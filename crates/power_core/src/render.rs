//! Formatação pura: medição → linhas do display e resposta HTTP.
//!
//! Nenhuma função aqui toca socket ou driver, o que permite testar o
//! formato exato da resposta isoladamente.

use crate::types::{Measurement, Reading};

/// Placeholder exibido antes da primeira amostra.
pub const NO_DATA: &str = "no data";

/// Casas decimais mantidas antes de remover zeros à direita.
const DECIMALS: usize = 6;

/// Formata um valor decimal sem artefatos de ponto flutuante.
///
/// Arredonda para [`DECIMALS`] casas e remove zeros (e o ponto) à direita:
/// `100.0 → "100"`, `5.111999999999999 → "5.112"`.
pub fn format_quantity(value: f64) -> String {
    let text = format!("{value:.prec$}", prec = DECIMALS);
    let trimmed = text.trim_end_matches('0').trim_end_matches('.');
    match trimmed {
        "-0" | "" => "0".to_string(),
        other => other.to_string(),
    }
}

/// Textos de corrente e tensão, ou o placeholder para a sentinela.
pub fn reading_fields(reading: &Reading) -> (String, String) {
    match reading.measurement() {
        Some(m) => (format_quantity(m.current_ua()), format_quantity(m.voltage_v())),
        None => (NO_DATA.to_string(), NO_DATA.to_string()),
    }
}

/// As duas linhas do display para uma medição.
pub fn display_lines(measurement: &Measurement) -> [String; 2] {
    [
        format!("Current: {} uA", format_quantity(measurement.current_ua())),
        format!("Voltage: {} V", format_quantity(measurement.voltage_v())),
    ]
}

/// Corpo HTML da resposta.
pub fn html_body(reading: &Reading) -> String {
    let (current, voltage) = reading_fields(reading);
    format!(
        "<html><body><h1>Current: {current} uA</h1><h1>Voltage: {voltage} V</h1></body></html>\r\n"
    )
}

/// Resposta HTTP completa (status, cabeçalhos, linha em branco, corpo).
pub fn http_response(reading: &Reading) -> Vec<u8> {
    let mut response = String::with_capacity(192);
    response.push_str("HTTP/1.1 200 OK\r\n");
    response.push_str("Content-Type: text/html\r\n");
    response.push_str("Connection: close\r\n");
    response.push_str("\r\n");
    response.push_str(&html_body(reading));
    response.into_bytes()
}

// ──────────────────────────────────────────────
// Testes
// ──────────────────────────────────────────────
++++++++
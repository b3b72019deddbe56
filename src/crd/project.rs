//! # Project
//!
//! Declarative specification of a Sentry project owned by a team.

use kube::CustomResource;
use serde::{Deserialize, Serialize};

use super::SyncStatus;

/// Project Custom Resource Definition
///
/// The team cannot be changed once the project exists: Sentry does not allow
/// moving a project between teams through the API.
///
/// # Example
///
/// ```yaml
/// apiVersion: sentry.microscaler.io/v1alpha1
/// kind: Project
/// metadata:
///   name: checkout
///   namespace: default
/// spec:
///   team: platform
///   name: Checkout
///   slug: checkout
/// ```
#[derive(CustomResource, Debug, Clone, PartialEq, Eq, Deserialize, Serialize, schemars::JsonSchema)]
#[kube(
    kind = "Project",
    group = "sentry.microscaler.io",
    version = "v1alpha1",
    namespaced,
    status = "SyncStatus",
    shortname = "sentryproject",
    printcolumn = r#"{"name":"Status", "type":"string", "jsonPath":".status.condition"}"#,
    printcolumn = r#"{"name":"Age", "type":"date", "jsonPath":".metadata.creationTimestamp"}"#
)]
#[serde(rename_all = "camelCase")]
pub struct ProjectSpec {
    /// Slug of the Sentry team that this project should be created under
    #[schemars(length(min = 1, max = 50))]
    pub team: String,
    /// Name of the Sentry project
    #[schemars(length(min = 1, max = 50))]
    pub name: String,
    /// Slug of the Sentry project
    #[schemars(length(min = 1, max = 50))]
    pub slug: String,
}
++++++++
- Instructions to follow -
The response should be the listing above, limited to the lines between the one holding "pub const NO_DATA: &str" and the one holding "para a sentinela.", inclusive, reproduced exactly.

- Answer box -
pub const NO_DATA: &str = "no data";

/// Casas decimais mantidas antes de remover zeros à direita.
const DECIMALS: usize = 6;

/// Formata um valor decimal sem artefatos de ponto flutuante.
///
/// Arredonda para [`DECIMALS`] casas e remove zeros (e o ponto) à direita:
/// `100.0 → "100"`, `5.111999999999999 → "5.112"`.
pub fn format_quantity(value: f64) -> String {
    let text = format!("{value:.prec$}", prec = DECIMALS);
    let trimmed = text.trim_end_matches('0').trim_end_matches('.');
    match trimmed {
        "-0" | "" => "0".to_string(),
        other => other.to_string(),
    }
}

/// Textos de corrente e tensão, ou o placeholder para a sentinela.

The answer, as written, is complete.